**ABOUT THIS EXERCISE**
Every record here needs to be retyped exactly.

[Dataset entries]
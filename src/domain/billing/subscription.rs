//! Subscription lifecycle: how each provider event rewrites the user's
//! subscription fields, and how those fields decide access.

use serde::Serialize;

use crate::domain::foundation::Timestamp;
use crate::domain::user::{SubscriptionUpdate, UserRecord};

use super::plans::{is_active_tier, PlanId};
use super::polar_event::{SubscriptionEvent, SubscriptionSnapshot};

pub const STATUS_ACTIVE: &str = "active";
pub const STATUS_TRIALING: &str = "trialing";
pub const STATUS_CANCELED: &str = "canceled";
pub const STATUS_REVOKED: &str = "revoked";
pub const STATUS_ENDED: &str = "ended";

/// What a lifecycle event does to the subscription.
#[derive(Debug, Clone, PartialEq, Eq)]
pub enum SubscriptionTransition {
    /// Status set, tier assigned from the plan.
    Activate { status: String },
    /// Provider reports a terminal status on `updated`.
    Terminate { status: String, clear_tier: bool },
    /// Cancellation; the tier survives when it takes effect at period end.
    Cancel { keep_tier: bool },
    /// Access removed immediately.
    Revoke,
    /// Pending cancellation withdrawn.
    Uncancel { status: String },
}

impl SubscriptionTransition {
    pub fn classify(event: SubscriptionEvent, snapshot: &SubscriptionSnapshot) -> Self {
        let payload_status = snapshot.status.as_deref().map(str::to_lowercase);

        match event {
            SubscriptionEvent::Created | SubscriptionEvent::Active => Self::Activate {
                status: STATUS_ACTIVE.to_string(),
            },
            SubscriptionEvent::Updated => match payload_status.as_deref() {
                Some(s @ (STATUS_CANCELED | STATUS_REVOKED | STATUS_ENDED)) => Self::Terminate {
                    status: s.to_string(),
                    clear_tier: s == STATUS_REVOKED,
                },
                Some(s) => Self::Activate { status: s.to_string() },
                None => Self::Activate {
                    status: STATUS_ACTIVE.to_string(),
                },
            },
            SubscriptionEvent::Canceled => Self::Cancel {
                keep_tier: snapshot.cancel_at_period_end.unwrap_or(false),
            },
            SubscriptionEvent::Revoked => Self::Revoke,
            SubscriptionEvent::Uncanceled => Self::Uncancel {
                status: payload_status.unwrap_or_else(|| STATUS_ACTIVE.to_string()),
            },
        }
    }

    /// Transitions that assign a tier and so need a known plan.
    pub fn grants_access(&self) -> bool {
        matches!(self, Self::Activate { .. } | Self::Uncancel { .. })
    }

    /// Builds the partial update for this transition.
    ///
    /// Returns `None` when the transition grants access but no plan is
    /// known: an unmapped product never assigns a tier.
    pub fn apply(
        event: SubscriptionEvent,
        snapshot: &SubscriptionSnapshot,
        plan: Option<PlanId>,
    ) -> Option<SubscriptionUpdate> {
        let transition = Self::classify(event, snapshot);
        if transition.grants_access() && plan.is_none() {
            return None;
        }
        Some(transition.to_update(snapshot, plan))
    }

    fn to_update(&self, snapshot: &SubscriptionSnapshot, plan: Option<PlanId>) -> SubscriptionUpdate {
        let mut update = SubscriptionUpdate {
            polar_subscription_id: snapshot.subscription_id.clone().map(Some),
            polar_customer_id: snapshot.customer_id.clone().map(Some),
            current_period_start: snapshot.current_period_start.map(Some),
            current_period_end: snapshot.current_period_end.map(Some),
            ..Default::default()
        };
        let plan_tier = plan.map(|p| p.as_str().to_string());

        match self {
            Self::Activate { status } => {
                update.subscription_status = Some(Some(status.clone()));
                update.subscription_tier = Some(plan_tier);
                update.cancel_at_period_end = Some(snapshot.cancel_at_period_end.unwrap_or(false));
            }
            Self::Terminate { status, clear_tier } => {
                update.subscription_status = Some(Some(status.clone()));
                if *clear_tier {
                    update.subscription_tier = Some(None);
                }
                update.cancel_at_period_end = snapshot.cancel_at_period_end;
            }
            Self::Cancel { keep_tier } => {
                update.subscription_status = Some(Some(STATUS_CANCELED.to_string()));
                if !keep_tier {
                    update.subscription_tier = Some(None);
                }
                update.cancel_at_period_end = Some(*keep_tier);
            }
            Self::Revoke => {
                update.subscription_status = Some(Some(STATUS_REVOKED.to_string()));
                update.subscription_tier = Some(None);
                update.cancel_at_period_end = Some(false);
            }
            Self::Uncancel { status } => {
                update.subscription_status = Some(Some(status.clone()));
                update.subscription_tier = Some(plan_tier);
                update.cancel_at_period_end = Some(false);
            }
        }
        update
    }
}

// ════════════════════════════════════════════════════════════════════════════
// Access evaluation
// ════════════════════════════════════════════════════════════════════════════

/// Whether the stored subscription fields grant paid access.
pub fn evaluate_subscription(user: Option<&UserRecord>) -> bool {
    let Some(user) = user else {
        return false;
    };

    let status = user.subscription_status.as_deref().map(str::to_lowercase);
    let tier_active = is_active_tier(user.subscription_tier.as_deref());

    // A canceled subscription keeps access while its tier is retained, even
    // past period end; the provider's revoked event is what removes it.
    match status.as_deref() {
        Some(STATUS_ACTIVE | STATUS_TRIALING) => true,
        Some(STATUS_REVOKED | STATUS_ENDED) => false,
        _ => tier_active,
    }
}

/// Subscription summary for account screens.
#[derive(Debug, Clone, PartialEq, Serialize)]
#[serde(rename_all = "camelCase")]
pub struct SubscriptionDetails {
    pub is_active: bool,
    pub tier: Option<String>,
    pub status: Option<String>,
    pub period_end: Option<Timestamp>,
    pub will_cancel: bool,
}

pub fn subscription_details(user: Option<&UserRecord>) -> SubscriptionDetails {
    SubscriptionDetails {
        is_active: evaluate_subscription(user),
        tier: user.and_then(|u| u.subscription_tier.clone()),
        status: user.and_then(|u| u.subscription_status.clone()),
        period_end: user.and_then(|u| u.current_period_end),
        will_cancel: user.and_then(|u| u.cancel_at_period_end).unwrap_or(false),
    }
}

**OUTPUT OF THE TASK**
filename src/domain/billing/subscription.rs
//! Subscription lifecycle: how each provider event rewrites the user's
//! subscription fields, and how those fields decide access.

use serde::Serialize;

use crate::domain::foundation::Timestamp;
use crate::domain::user::{SubscriptionUpdate, UserRecord};

use super::plans::{is_active_tier, PlanId};
use super::polar_event::{SubscriptionEvent, SubscriptionSnapshot};

pub const STATUS_ACTIVE: &str = "active";
pub const STATUS_TRIALING: &str = "trialing";
pub const STATUS_CANCELED: &str = "canceled";
pub const STATUS_REVOKED: &str = "revoked";
pub const STATUS_ENDED: &str = "ended";

/// What a lifecycle event does to the subscription.
#[derive(Debug, Clone, PartialEq, Eq)]
pub enum SubscriptionTransition {
    /// Status set, tier assigned from the plan.
    Activate { status: String },
    /// Provider reports a terminal status on `updated`.
    Terminate { status: String, clear_tier: bool },
    /// Cancellation; the tier survives when it takes effect at period end.
    Cancel { keep_tier: bool },
    /// Access removed immediately.
    Revoke,
    /// Pending cancellation withdrawn.
    Uncancel { status: String },
}

impl SubscriptionTransition {
    pub fn classify(event: SubscriptionEvent, snapshot: &SubscriptionSnapshot) -> Self {
        let payload_status = snapshot.status.as_deref().map(str::to_lowercase);

        match event {
            SubscriptionEvent::Created | SubscriptionEvent::Active => Self::Activate {
                status: STATUS_ACTIVE.to_string(),
            },
            SubscriptionEvent::Updated => match payload_status.as_deref() {
                Some(s @ (STATUS_CANCELED | STATUS_REVOKED | STATUS_ENDED)) => Self::Terminate {
                    status: s.to_string(),
                    clear_tier: s == STATUS_REVOKED,
                },
                Some(s) => Self::Activate { status: s.to_string() },
                None => Self::Activate {
                    status: STATUS_ACTIVE.to_string(),
                },
            },
            SubscriptionEvent::Canceled => Self::Cancel {
                keep_tier: snapshot.cancel_at_period_end.unwrap_or(false),
            },
            SubscriptionEvent::Revoked => Self::Revoke,
            SubscriptionEvent::Uncanceled => Self::Uncancel {
                status: payload_status.unwrap_or_else(|| STATUS_ACTIVE.to_string()),
            },
        }
    }

    /// Transitions that assign a tier and so need a known plan.
    pub fn grants_access(&self) -> bool {
        matches!(self, Self::Activate { .. } | Self::Uncancel { .. })
    }

    /// Builds the partial update for this transition.
    ///
    /// Returns `None` when the transition grants access but no plan is
    /// known: an unmapped product never assigns a tier.
    pub fn apply(
        event: SubscriptionEvent,
        snapshot: &SubscriptionSnapshot,
        plan: Option<PlanId>,
    ) -> Option<SubscriptionUpdate> {
        let transition = Self::classify(event, snapshot);
        if transition.grants_access() && plan.is_none() {
            return None;
        }
        Some(transition.to_update(snapshot, plan))
    }

    fn to_update(&self, snapshot: &SubscriptionSnapshot, plan: Option<PlanId>) -> SubscriptionUpdate {
        let mut update = SubscriptionUpdate {
            polar_subscription_id: snapshot.subscription_id.clone().map(Some),
            polar_customer_id: snapshot.customer_id.clone().map(Some),
            current_period_start: snapshot.current_period_start.map(Some),
            current_period_end: snapshot.current_period_end.map(Some),
            ..Default::default()
        };
        let plan_tier = plan.map(|p| p.as_str().to_string());

        match self {
            Self::Activate { status } => {
                update.subscription_status = Some(Some(status.clone()));
                update.subscription_tier = Some(plan_tier);
                update.cancel_at_period_end = Some(snapshot.cancel_at_period_end.unwrap_or(false));
            }
            Self::Terminate { status, clear_tier } => {
                update.subscription_status = Some(Some(status.clone()));
                if *clear_tier {
                    update.subscription_tier = Some(None);
                }
                update.cancel_at_period_end = snapshot.cancel_at_period_end;
            }
            Self::Cancel { keep_tier } => {
                update.subscription_status = Some(Some(STATUS_CANCELED.to_string()));
                if !keep_tier {
                    update.subscription_tier = Some(None);
                }
                update.cancel_at_period_end = Some(*keep_tier);
            }
            Self::Revoke => {
                update.subscription_status = Some(Some(STATUS_REVOKED.to_string()));
                update.subscription_tier = Some(None);
                update.cancel_at_period_end = Some(false);
            }
            Self::Uncancel { status } => {
                update.subscription_status = Some(Some(status.clone()));
                update.subscription_tier = Some(plan_tier);
                update.cancel_at_period_end = Some(false);
            }
        }
        update
    }
}

// ════════════════════════════════════════════════════════════════════════════
// Access evaluation
// ════════════════════════════════════════════════════════════════════════════

/// Whether the stored subscription fields grant paid access.
pub fn evaluate_subscription(user: Option<&UserRecord>) -> bool {
    let Some(user) = user else {
        return false;
    };

    let status = user.subscription_status.as_deref().map(str::to_lowercase);
    let tier_active = is_active_tier(user.subscription_tier.as_deref());

    // A canceled subscription keeps access while its tier is retained, even
    // past period end; the provider's revoked event is what removes it.
    match status.as_deref() {
        Some(STATUS_ACTIVE | STATUS_TRIALING) => true,
        Some(STATUS_REVOKED | STATUS_ENDED) => false,
        _ => tier_active,
    }
}

/// Subscription summary for account screens.
#[derive(Debug, Clone, PartialEq, Serialize)]
#[serde(rename_all = "camelCase")]
pub struct SubscriptionDetails {
    pub is_active: bool,
    pub tier: Option<String>,
    pub status: Option<String>,
    pub period_end: Option<Timestamp>,
    pub will_cancel: bool,
}

pub fn subscription_details(user: Option<&UserRecord>) -> SubscriptionDetails {
    SubscriptionDetails {
        is_active: evaluate_subscription(user),
        tier: user.and_then(|u| u.subscription_tier.clone()),
        status: user.and_then(|u| u.subscription_status.clone()),
        period_end: user.and_then(|u| u.current_period_end),
        will_cancel: user.and_then(|u| u.cancel_at_period_end).unwrap_or(false),
    }
}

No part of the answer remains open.